Hi all. Hoping someone can help with a couple of questions i have. I've been keeping aquariums for about 30 years. I've been wanting to get a turtle for a while now and have finally decided to take the plunge and have decided to get a Macleay River Turtle. I have 4ft planted tank running at the moment and a 6x2x2 which is sitting empty. I will be setting up the 6ft in the next couple of weeks and transferring the fish, driftwood and plants over. I am in the process of moving house and, sadly, keeping both tanks is not an option. Substrate will be a fine river sand and calgrit mix with some thin val, elodea and various java ferns making up the planted part. Hardscape will be driftwood only. I will also be adding the recommended amount of salt. The only things i haven't bought yet are the UV light and heat lamp.
My first question is in regards to UV light and heating. I am looking at buying the Reptisun T5 UV Light setup but am wondering whether the UV light needs to cover the whole surface of the tank or just the basking area. Also would UV 5.0 be enough or should i get the 10.0. The tank lids will be replaced with wire mesh (The galvanised ones with squares that are 5cm by 5cm). For heating i was going to buy one of those domes and stick a floodlight bulb from Bunnings in it. Would this combo work or would something like a mercury vapor bulb be better?
My next question is in regards to water depth for a baby turtle. My plants are established and quite tall. They as well as some of the driftwood reach the surface of my current setup (45cm water depth). Given that there will be plenty of foothold at the surface would this be too deep for a baby turtle? If so what would the ideal water depth be? Any help is appreciated.


----------



## Flaviemys purvisi (Jul 29, 2020)

darts said:


> I am looking at buying the Reptisun T5 UV Light setup but am wondering whether the UV light needs to cover the whole surface of the tank or just the basking area. Also would UV 5.0 be enough or should i get the 10.0. The tank lids will be replaced with wire mesh (The galvanised ones with squares that are 5cm by 5cm). For heating i was going to buy one of those domes and stick a floodlight bulb from Bunnings in it. Would this combo work or would something like a mercury vapor bulb be better?
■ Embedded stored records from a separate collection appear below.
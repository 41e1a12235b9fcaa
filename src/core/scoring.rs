//! Scoring module - clear scores, level progression, gravity curve

use crate::types::{
    GRAVITY_BASE_MS, GRAVITY_MIN_MS, GRAVITY_STEP_MS, HARD_DROP_POINTS_PER_ROW, LINES_PER_LEVEL,
    LINE_SCORES, SOFT_DROP_POINT,
};

/// Points for clearing `lines` rows at once, scaled by (level + 1)
pub fn score_for_clears(lines: usize, level: u32) -> u32 {
    let base = LINE_SCORES.get(lines).copied().unwrap_or(0);
    base * (level + 1)
}

/// Points for dropped rows: soft drop +1 per row, hard drop +2 per row
pub fn drop_score(rows: u32, is_hard_drop: bool) -> u32 {
    if is_hard_drop {
        rows * HARD_DROP_POINTS_PER_ROW
    } else {
        rows * SOFT_DROP_POINT
    }
}

/// Level derived from the total cleared-line count
pub fn level_for_lines(total_lines: u32) -> u32 {
    total_lines / LINES_PER_LEVEL
}

/// Gravity interval for a level (ms per row), non-increasing with a floor
pub fn gravity_for_level(level: u32) -> u32 {
    GRAVITY_BASE_MS
        .saturating_sub(level.saturating_mul(GRAVITY_STEP_MS))
        .max(GRAVITY_MIN_MS)
}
It's up to you, the more UV exposure the better, however, UVB doesn't penetrate water so your turtle will only benefit from it whilst its head is breaking the surface to breathe. When I first started out I used to have each entire tank covered with UVB 10.0 fluoros but these days I only use Mercury Vapour lamps over the dry dock areas. When using UVB fluoros you definitely want to be using the 10% (10.0) for aquatic turtles.

A mercury vapour lamp provides both UVB and heat so a separate heating lamp isn't necessary. If you are going to use a heat lamp, I recommend the Exo-Terra swamp glo lamp simply because they're specially designed for aquarium use. If your turtle splashes cold water onto a hot Bunnings lamp it will shatter into a thousand pieces and you don't want that.
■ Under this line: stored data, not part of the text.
#[cfg(test)]
mod tests {
    use super::*;
    use crate::types::{GRID_COLS, SPAWN_COL, SPAWN_ROW};

    fn state() -> GameState {
        GameState::new(0, Difficulty::Medium, 12345)
    }

    /// Fill a row except the leftmost `gap` columns
    fn fill_row_except(grid: &mut Grid, y: i8, gap: usize) {
        for x in gap..GRID_COLS {
            grid.set(x as i8, y, Some(PieceKind::L));
        }
    }

    #[test]
    fn test_new_game_state() {
        let state = state();
        assert_eq!(state.status(), GameStatus::Playing);
        assert_eq!(state.score(), 0);
        assert_eq!(state.level(), 0);
        assert_eq!(state.lines(), 0);
        assert_eq!(state.combo(), -1);
        assert_eq!(state.gravity_ms(), 500);
        assert_eq!(state.lock_delay_ms(), 1000);
        assert_eq!(state.lock_acc(), None);
        assert_eq!(state.clear_phase(), ClearPhase::None);

        let piece = state.falling().expect("piece spawned");
        assert_eq!(piece.x, SPAWN_COL);
        assert_eq!(piece.y, SPAWN_ROW);
        assert_eq!(state.preview().len(), 3);
    }

    #[test]
    fn test_preview_refilled_after_pop() {
        let mut state = state();
        for _ in 0..5 {
            state.hard_drop();
            if state.status() == GameStatus::GameOver {
                return;
            }
            assert_eq!(state.preview().len(), 3);
        }
    }

    #[test]
    fn test_preview_matches_spawn_order() {
        let mut state = state();
        let expected = state.preview()[0];
        state.hard_drop();
        assert_eq!(state.falling().map(|p| p.kind), Some(expected));
    }

    #[test]
    fn test_move_left_right() {
        let mut state = state();
        let x0 = state.falling().map(|p| p.x).unwrap_or(0);

        assert_eq!(state.move_piece(1), EventOutcome::Applied);
        assert_eq!(state.falling().map(|p| p.x), Some(x0 + 1));
        assert_eq!(state.move_piece(-1), EventOutcome::Applied);
        assert_eq!(state.falling().map(|p| p.x), Some(x0));
    }

    #[test]
    fn test_move_blocked_at_wall() {
        let mut state = state();
        let mut steps = 0;
        while state.move_piece(-1) == EventOutcome::Applied {
            steps += 1;
            assert!(steps < GRID_COLS, "never reached the wall");
        }
        assert_eq!(state.move_piece(-1), EventOutcome::Blocked);
    }

    #[test]
    fn test_invalid_inputs_rejected() {
        let mut state = state();
        let before = state.clone();
        assert_eq!(state.move_piece(0), EventOutcome::Invalid);
        assert_eq!(state.move_piece(2), EventOutcome::Invalid);
        assert_eq!(state.rotate(0), EventOutcome::Invalid);
        assert_eq!(state.rotate(-2), EventOutcome::Invalid);
        assert_eq!(state, before, "invalid input must leave state unchanged");
    }

    #[test]
    fn test_rotate_round_trip() {
        let mut state = state();
        // Drop a little so the kick search has room in every direction.
        state.tick(state.gravity_ms() * 3);
        let before = state.falling().expect("falling piece");

        assert_eq!(state.rotate(1), EventOutcome::Applied);
        assert_eq!(state.rotate(-1), EventOutcome::Applied);
        let after = state.falling().expect("falling piece");
        assert_eq!(after.matrix, before.matrix);
    }

    #[test]
    fn test_global_gate_when_paused() {
        let mut state = state();
        assert_eq!(state.pause_toggle(), EventOutcome::Applied);
        assert_eq!(state.status(), GameStatus::Paused);

        let frozen = state.clone();
        assert_eq!(state.tick(10_000), EventOutcome::Ignored);
        assert_eq!(state.move_piece(1), EventOutcome::Ignored);
        assert_eq!(state.soft_drop(), EventOutcome::Ignored);
        assert_eq!(state.hard_drop(), EventOutcome::Ignored);
        assert_eq!(state.rotate(1), EventOutcome::Ignored);
        assert_eq!(state.set_difficulty(Difficulty::Hard), EventOutcome::Ignored);
        assert_eq!(state, frozen);

        assert_eq!(state.pause_toggle(), EventOutcome::Applied);
        assert_eq!(state.status(), GameStatus::Playing);
    }

    #[test]
    fn test_set_difficulty_applies_intervals_only() {
        let mut state = state();
        let grid_before = state.grid().clone();
        let score_before = state.score();
        let piece_before = state.falling();

        assert_eq!(state.set_difficulty(Difficulty::Hard), EventOutcome::Applied);
        assert_eq!(state.gravity_ms(), 300);
        assert_eq!(state.lock_delay_ms(), 500);
        assert_eq!(state.grid(), &grid_before);
        assert_eq!(state.score(), score_before);
        assert_eq!(state.falling(), piece_before);
    }

    #[test]
    fn test_soft_drop_moves_and_scores() {
        let mut state = state();
        let y0 = state.falling().map(|p| p.y).unwrap_or(0);
        assert_eq!(state.soft_drop(), EventOutcome::Applied);
        assert_eq!(state.falling().map(|p| p.y), Some(y0 + 1));
        assert_eq!(state.score(), 1);
    }

    #[test]
    fn test_soft_drop_rewarded_while_resting() {
        let mut state = state();
        // Drive the piece to its resting row.
        while state.soft_drop() == EventOutcome::Applied {}
        let resting_score = state.score();

        assert_eq!(state.soft_drop(), EventOutcome::Blocked);
        assert_eq!(state.score(), resting_score + 1);
        assert!(state.lock_acc().is_some(), "lock timer must be running");
    }

    #[test]
    fn test_hard_drop_distance_scoring() {
        let mut state = state();
        let piece = state.falling().expect("falling piece");
        let distance = (pieces::rest_row(state.grid(), &piece) - piece.y) as u32;

        assert_eq!(state.hard_drop(), EventOutcome::Applied);
        assert_eq!(state.score(), 2 * distance);

        // The piece locked at its resting rows.
        let occupied = state.grid().cells().iter().filter(|c| c.is_some()).count();
        assert_eq!(occupied, 4);
    }

    #[test]
    fn test_hard_drop_disabled_on_super_hard() {
        let mut state = GameState::new(0, Difficulty::SuperHard, 12345);
        let before = state.clone();
        assert_eq!(state.hard_drop(), EventOutcome::Ignored);
        assert_eq!(state, before);
    }

    #[test]
    fn test_tick_gravity_single_step() {
        let mut state = state();
        let y0 = state.falling().map(|p| p.y).unwrap_or(0);

        state.tick(state.gravity_ms() - 1);
        assert_eq!(state.falling().map(|p| p.y), Some(y0));

        state.tick(1);
        assert_eq!(state.falling().map(|p| p.y), Some(y0 + 1));
        assert_eq!(state.gravity_acc(), 0);
    }

    #[test]
    fn test_tick_catch_up_consumes_multiple_intervals() {
        let mut state = state();
        let y0 = state.falling().map(|p| p.y).unwrap_or(0);

        state.tick(state.gravity_ms() * 3 + 7);
        assert_eq!(state.falling().map(|p| p.y), Some(y0 + 3));
        assert_eq!(state.gravity_acc(), 7);
    }

    #[test]
    fn test_tick_starts_lock_timer_when_resting() {
        let mut state = state();
        // One huge delta: gravity walks the piece to its resting row and
        // begins (but does not necessarily expire) the lock delay.
        state.tick(state.gravity_ms());
        while state.lock_acc().is_none() && state.status() == GameStatus::Playing {
            state.tick(state.gravity_ms());
        }
        assert!(state.lock_acc().is_some());
        assert!(state.falling().is_some(), "not locked before delay expires");
    }

    #[test]
    fn test_tick_lock_delay_expiry_locks_piece() {
        let mut state = state();
        while state.soft_drop() == EventOutcome::Applied {}
        assert!(state.lock_acc().is_some());

        state.tick(state.lock_delay_ms());
        let report = state.take_last_lock().expect("lock happened");
        assert_eq!(report.lines_cleared, 0);
        assert!(!report.topout);
        // A fresh piece respawned and the timers reset.
        assert!(state.falling().is_some());
        assert_eq!(state.lock_acc(), None);
        assert_eq!(state.gravity_acc(), 0);
    }

    #[test]
    fn test_lock_clears_line_and_scores() {
        let mut state = state();
        // Leave a gap matching an I piece laid flat at the left wall.
        fill_row_except(&mut state.grid, 15, 4);
        // Force a known falling piece; the engine only sees the value.
        state.falling = Some(FallingPiece {
            kind: PieceKind::I,
            matrix: pieces::base_matrix(PieceKind::I),
            x: 0,
            y: 10,
        });

        assert_eq!(state.hard_drop(), EventOutcome::Applied);
        let report = state.take_last_lock().expect("lock report");
        assert_eq!(report.lines_cleared, 1);
        assert_eq!(report.cleared_rows.as_slice(), &[15]);
        assert_eq!(report.score_gained, 100);
        assert_eq!(state.lines(), 1);
        assert_eq!(state.combo(), 0);
        assert_eq!(state.clear_phase(), ClearPhase::Flashing);
        assert_eq!(state.clearing_rows(), &[15]);
        assert!(!state.grid().is_row_full(15));
    }

    #[test]
    fn test_flash_annotation_cleared_by_next_event() {
        let mut state = state();
        fill_row_except(&mut state.grid, 15, 4);
        state.falling = Some(FallingPiece {
            kind: PieceKind::I,
            matrix: pieces::base_matrix(PieceKind::I),
            x: 0,
            y: 10,
        });
        state.hard_drop();
        assert_eq!(state.clear_phase(), ClearPhase::Flashing);

        state.tick(1);
        assert_eq!(state.clear_phase(), ClearPhase::None);
        assert!(state.clearing_rows().is_empty());
    }

    #[test]
    fn test_combo_resets_on_zero_line_lock() {
        let mut state = state();
        fill_row_except(&mut state.grid, 15, 4);
        state.falling = Some(FallingPiece {
            kind: PieceKind::I,
            matrix: pieces::base_matrix(PieceKind::I),
            x: 0,
            y: 10,
        });
        state.hard_drop();
        assert_eq!(state.combo(), 0);

        // Next lock clears nothing.
        state.hard_drop();
        assert_eq!(state.combo(), -1);
    }

    #[test]
    fn test_best_score_reported_once_exceeded() {
        let mut state = GameState::new(50, Difficulty::Medium, 12345);
        fill_row_except(&mut state.grid, 15, 4);
        state.falling = Some(FallingPiece {
            kind: PieceKind::I,
            matrix: pieces::base_matrix(PieceKind::I),
            x: 0,
            y: 10,
        });
        state.hard_drop();

        let report = state.take_last_lock().expect("lock report");
        assert!(state.score() > 50);
        assert_eq!(report.new_best, Some(state.score()));
        assert_eq!(state.best_score(), state.score());
    }

    #[test]
    fn test_best_score_not_reported_when_unbeaten() {
        let mut state = GameState::new(1_000_000, Difficulty::Medium, 12345);
        state.hard_drop();
        let report = state.take_last_lock().expect("lock report");
        assert_eq!(report.new_best, None);
        assert_eq!(state.best_score(), 1_000_000);
    }

    #[test]
    fn test_gravity_recomputed_after_lock() {
        let mut state = GameState::new(0, Difficulty::SuperEasy, 12345);
        assert_eq!(state.gravity_ms(), 1200);
        state.hard_drop();
        // The lock sequence re-derives gravity from the level curve.
        assert_eq!(state.gravity_ms(), 800);
    }

    #[test]
    fn test_topout_sets_game_over() {
        let mut state = state();
        // Wall off the spawn rows, leaving column 0 open so neither row is
        // full and the lock clears nothing.
        for x in 1..GRID_COLS as i8 {
            state.grid.set(x, 0, Some(PieceKind::J));
            state.grid.set(x, 1, Some(PieceKind::J));
        }
        state.falling = Some(FallingPiece {
            kind: PieceKind::O,
            matrix: pieces::base_matrix(PieceKind::O),
            x: 4,
            y: 13,
        });

        state.hard_drop();
        assert_eq!(state.status(), GameStatus::GameOver);
        assert_eq!(state.falling(), None);
        let report = state.take_last_lock().expect("lock report");
        assert!(report.topout);

        // Only NewGame leaves GameOver.
        let terminal = state.clone();
        assert_eq!(state.tick(10_000), EventOutcome::Ignored);
        assert_eq!(state.hard_drop(), EventOutcome::Ignored);
        assert_eq!(state.pause_toggle(), EventOutcome::Ignored);
        assert_eq!(state, terminal);

        assert_eq!(state.new_game(), EventOutcome::Applied);
        assert_eq!(state.status(), GameStatus::Playing);
        assert!(state.falling().is_some());
    }

    #[test]
    fn test_new_game_preserves_best_and_difficulty() {
        let mut state = GameState::new(0, Difficulty::Hard, 12345);
        state.soft_drop();
        state.soft_drop();
        state.hard_drop();
        let best = state.best_score();
        assert!(best > 0);

        state.new_game();
        assert_eq!(state.score(), 0);
        assert_eq!(state.lines(), 0);
        assert_eq!(state.combo(), -1);
        assert_eq!(state.best_score(), best);
        assert_eq!(state.difficulty(), Difficulty::Hard);
        assert_eq!(state.grid(), &Grid::new());
    }

    #[test]
    fn test_ghost_row_respects_difficulty_flag() {
        let state = GameState::new(0, Difficulty::Medium, 7);
        assert!(state.ghost_row().is_some());

        let hidden = GameState::new(0, Difficulty::Hard, 7);
        assert_eq!(hidden.ghost_row(), None);
    }

    #[test]
    fn test_move_while_resting_keeps_lock_timer_running() {
        let mut state = state();
        while state.soft_drop() == EventOutcome::Applied {}
        // Accrue some lock time without expiring it.
        state.tick(1);
        let acc = state.lock_acc().expect("resting");
        assert!(acc > 0);

        // A successful horizontal move while still resting continues the
        // timer at its current value rather than resetting it.
        if state.move_piece(1) == EventOutcome::Applied {
            if let Some(after) = state.lock_acc() {
                assert_eq!(after, acc);
            }
        }
    }

    #[test]
    fn test_apply_event_dispatch() {
        let mut state = state();
        let x0 = state.falling().map(|p| p.x).unwrap_or(0);
        assert_eq!(
            state.apply_event(GameEvent::Move { dx: 1 }),
            EventOutcome::Applied
        );
        assert_eq!(state.falling().map(|p| p.x), Some(x0 + 1));
        assert_eq!(
            state.apply_event(GameEvent::Tick { delta_ms: 0 }),
            EventOutcome::Applied
        );
        assert_eq!(
            state.apply_event(GameEvent::Move { dx: 3 }),
            EventOutcome::Invalid
        );
    }
}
45cm depth will be completely fine if like you say, there's plenty of aquatic plant material that reaches all the way to the surface. I've kept 8 week old Macleays in 45cm + no problems at all. If you think your turtle is too small or struggling you can always start off shallower and raise it gradually over a period of weeks once the turtle builds up its strength and confidence.


----------



## darts (Jul 29, 2020)

Thanks for the reply. I think i will go the mercury vapor route. I’ve read some of your other posts and you mention switching on the heat lamps for a couple hours in the morning and then again for a couple in the afternoon. Would that still be the case? Also would a 100 watt lamp do the job or would i need something more powerful? Thanks again.


----------



## Flaviemys purvisi (Jul 29, 2020)

Yes the heating/basking lamps are on a separate timer to the general lighting. Every individual setup is different and can be affected by several factors. Ideally you want a basking spot around 36°C so it's a matter of trial and error. You'll need a few bulbs on hand anyway as the seasons change, higher wattage in winter, lower in summer.


----------



## darts (Jul 29, 2020)

That’s perfect. Thanks for that. I will grab a couple of different watt exo terra bulbs to start with and go from there


----------



## Flaviemys purvisi (Jul 29, 2020)

I use both a mercury vapour lamp and a heat lamp over my basking areas... because the mercury vapour lamps have to be set quite high to avoid over exposure of intense UVB, the heat they generate can be largely lost so a heat lamp helps keep the basking spot temp in the desired range of mid 30's.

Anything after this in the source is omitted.